● Assignment:
Return the run of lines below that opens with the line containing "repository ee952188fc366a78" and closes with the line containing "pub fn len(&self)", keeping each one exact.

Source data
+++
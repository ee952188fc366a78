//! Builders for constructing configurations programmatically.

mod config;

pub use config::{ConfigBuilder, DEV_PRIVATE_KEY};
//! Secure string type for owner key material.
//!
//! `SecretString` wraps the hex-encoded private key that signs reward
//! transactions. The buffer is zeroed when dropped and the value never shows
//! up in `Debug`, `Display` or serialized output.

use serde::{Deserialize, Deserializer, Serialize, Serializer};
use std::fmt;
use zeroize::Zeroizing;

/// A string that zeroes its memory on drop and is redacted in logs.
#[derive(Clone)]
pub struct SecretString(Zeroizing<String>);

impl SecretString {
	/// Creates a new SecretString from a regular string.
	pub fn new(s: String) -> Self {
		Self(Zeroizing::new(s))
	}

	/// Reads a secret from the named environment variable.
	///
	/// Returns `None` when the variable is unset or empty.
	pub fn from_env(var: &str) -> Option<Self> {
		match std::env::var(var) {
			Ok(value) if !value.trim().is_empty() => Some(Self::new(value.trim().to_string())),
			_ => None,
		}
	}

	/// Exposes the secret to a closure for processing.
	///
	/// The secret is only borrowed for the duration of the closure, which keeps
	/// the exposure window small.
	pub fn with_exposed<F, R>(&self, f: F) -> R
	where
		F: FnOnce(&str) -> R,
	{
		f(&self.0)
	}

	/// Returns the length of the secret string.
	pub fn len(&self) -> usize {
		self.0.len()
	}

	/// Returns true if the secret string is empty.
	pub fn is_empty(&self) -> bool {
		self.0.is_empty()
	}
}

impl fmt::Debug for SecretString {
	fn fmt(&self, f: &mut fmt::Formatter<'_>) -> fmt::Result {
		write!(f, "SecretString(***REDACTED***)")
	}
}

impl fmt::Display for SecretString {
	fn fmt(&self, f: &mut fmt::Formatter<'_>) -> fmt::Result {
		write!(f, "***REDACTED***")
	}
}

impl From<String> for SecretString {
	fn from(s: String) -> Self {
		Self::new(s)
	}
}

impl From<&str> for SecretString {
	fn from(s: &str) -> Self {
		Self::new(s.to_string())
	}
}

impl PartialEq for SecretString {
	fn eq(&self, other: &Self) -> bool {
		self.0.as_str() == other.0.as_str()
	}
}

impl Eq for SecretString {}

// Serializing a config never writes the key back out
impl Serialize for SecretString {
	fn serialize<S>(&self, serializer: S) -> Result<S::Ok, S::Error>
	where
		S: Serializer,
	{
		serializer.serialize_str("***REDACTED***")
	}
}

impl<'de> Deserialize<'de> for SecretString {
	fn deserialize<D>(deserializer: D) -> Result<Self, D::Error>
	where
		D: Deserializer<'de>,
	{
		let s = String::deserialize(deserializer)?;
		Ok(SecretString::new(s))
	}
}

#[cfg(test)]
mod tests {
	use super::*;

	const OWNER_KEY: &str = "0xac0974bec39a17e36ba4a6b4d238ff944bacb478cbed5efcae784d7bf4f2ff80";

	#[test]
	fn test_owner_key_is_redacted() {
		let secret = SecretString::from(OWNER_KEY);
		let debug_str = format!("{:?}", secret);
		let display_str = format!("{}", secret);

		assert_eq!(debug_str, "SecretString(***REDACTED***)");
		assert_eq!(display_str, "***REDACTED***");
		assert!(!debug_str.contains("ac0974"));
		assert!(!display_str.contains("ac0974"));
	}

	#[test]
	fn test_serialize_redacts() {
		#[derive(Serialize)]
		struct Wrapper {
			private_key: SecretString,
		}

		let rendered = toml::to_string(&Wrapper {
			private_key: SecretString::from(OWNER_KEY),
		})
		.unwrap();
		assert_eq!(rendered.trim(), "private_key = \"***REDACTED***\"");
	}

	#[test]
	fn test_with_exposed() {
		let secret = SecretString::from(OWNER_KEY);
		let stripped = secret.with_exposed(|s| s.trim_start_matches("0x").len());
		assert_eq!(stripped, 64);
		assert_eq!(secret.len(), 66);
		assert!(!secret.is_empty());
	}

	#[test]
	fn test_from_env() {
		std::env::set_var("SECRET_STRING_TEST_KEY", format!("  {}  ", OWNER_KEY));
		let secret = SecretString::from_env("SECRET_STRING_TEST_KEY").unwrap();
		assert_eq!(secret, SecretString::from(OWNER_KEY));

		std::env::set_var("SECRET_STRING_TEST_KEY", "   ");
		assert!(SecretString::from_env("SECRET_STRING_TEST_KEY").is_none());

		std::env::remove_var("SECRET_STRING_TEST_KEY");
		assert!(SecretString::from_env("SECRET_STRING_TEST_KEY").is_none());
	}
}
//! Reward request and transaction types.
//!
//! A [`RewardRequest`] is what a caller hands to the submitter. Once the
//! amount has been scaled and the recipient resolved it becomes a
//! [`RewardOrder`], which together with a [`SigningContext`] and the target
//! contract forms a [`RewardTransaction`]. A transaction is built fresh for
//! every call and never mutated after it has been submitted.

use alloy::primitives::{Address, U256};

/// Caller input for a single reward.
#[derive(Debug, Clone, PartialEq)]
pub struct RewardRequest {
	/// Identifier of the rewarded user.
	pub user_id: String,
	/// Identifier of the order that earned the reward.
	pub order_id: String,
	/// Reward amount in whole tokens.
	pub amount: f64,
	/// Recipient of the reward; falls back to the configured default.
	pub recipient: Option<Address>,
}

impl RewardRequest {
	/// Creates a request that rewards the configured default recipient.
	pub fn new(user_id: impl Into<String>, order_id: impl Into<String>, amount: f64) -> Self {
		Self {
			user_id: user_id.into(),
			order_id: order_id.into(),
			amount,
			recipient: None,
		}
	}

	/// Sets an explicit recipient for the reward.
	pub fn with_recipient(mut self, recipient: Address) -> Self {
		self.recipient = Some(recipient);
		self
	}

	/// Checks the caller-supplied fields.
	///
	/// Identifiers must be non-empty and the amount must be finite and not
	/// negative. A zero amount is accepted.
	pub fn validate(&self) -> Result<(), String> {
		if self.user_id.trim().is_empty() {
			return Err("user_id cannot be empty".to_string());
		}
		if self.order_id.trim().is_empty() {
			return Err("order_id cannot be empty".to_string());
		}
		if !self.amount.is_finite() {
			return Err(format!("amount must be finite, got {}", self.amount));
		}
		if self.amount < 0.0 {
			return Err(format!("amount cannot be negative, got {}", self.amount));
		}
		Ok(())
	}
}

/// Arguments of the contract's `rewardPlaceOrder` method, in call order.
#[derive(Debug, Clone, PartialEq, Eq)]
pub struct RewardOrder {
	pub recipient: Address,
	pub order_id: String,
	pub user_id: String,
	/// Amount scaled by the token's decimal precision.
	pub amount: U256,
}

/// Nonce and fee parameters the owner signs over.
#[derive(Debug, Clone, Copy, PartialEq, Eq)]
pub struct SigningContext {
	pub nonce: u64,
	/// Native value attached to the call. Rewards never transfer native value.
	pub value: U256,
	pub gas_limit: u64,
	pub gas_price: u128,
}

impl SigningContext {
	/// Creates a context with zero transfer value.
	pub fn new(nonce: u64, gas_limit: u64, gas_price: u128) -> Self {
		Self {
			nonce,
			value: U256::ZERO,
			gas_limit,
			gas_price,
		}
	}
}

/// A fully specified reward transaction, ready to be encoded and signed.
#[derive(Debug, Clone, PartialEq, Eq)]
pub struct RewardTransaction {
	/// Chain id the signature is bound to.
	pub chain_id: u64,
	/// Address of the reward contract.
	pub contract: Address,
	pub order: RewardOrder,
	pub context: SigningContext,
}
+++
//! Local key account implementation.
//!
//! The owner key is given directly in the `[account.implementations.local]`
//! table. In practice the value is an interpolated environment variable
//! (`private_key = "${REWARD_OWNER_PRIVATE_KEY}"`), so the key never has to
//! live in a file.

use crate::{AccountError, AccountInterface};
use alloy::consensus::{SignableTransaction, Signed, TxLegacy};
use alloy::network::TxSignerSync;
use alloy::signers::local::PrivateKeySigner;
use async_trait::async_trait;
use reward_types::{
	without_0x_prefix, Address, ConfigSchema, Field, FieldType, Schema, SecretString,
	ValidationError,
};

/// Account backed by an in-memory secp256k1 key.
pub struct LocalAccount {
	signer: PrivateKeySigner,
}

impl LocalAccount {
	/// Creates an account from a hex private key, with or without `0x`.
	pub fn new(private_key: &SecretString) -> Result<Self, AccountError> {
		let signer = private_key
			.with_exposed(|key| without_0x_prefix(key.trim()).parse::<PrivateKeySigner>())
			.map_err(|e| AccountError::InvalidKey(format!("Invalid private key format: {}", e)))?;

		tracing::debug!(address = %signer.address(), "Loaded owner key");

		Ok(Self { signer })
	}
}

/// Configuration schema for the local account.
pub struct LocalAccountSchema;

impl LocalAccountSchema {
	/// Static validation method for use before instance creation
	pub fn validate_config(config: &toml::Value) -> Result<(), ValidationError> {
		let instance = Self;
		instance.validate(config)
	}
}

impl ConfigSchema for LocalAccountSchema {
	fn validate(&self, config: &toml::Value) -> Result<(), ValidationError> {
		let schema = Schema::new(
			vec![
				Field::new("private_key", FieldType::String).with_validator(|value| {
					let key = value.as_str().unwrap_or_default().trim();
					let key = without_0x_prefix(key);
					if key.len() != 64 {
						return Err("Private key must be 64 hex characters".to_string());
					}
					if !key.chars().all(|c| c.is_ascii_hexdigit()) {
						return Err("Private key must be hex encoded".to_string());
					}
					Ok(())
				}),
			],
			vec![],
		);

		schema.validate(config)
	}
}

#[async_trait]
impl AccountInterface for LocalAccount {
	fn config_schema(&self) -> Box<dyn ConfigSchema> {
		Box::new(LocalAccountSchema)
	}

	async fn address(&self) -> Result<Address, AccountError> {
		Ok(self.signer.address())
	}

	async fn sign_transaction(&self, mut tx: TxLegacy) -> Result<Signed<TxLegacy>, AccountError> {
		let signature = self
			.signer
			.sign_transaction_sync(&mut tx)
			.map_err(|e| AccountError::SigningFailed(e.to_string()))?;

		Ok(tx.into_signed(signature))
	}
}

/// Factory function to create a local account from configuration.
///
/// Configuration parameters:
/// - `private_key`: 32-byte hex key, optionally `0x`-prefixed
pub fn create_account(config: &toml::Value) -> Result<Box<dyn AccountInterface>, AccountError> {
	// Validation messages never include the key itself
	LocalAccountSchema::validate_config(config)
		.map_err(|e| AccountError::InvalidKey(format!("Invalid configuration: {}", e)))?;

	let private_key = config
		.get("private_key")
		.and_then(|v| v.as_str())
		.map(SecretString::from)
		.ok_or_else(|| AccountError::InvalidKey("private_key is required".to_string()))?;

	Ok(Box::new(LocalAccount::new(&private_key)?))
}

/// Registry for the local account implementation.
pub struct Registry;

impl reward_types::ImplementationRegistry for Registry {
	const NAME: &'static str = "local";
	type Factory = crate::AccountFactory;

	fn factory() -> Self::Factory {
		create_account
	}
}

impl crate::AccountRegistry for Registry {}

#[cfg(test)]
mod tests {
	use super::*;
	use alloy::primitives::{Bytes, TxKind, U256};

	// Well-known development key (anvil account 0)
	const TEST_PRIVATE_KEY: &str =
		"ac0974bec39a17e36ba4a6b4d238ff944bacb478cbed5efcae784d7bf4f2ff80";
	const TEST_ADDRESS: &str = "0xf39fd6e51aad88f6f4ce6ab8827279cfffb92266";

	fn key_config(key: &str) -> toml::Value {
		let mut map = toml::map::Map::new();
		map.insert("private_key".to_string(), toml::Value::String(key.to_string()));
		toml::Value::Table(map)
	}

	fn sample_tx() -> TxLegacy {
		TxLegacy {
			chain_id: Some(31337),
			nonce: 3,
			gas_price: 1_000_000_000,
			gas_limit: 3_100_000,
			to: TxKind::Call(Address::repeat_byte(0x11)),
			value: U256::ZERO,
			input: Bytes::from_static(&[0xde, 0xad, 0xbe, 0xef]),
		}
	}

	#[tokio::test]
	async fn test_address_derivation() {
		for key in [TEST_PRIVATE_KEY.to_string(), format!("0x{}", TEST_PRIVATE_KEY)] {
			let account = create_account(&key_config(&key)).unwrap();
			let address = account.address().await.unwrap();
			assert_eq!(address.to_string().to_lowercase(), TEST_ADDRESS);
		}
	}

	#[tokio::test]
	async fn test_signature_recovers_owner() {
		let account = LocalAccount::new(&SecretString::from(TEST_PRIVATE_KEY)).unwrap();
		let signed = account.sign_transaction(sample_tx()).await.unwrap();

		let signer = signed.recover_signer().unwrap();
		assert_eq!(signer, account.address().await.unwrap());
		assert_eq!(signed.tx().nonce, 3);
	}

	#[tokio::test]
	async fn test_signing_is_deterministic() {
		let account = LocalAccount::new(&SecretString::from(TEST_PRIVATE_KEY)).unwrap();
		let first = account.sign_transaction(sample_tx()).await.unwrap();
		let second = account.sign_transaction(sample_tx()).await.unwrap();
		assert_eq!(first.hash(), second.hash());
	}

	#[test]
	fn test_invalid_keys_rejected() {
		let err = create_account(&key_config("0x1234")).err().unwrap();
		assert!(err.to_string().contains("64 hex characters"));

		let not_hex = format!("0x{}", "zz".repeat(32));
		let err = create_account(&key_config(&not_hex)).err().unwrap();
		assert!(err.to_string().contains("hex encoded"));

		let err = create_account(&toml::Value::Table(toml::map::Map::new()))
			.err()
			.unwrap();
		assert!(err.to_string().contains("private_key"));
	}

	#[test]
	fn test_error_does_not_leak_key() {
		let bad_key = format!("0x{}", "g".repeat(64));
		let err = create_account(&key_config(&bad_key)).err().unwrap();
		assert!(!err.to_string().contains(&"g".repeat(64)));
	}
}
+++
● Solved exercise:
repository ee952188fc366a78
//! Builders for constructing configurations programmatically.

mod config;

pub use config::{ConfigBuilder, DEV_PRIVATE_KEY};
//! Secure string type for owner key material.
//!
//! `SecretString` wraps the hex-encoded private key that signs reward
//! transactions. The buffer is zeroed when dropped and the value never shows
//! up in `Debug`, `Display` or serialized output.

use serde::{Deserialize, Deserializer, Serialize, Serializer};
use std::fmt;
use zeroize::Zeroizing;

/// A string that zeroes its memory on drop and is redacted in logs.
#[derive(Clone)]
pub struct SecretString(Zeroizing<String>);

impl SecretString {
	/// Creates a new SecretString from a regular string.
	pub fn new(s: String) -> Self {
		Self(Zeroizing::new(s))
	}

	/// Reads a secret from the named environment variable.
	///
	/// Returns `None` when the variable is unset or empty.
	pub fn from_env(var: &str) -> Option<Self> {
		match std::env::var(var) {
			Ok(value) if !value.trim().is_empty() => Some(Self::new(value.trim().to_string())),
			_ => None,
		}
	}

	/// Exposes the secret to a closure for processing.
	///
	/// The secret is only borrowed for the duration of the closure, which keeps
	/// the exposure window small.
	pub fn with_exposed<F, R>(&self, f: F) -> R
	where
		F: FnOnce(&str) -> R,
	{
		f(&self.0)
	}

	/// Returns the length of the secret string.
	pub fn len(&self) -> usize {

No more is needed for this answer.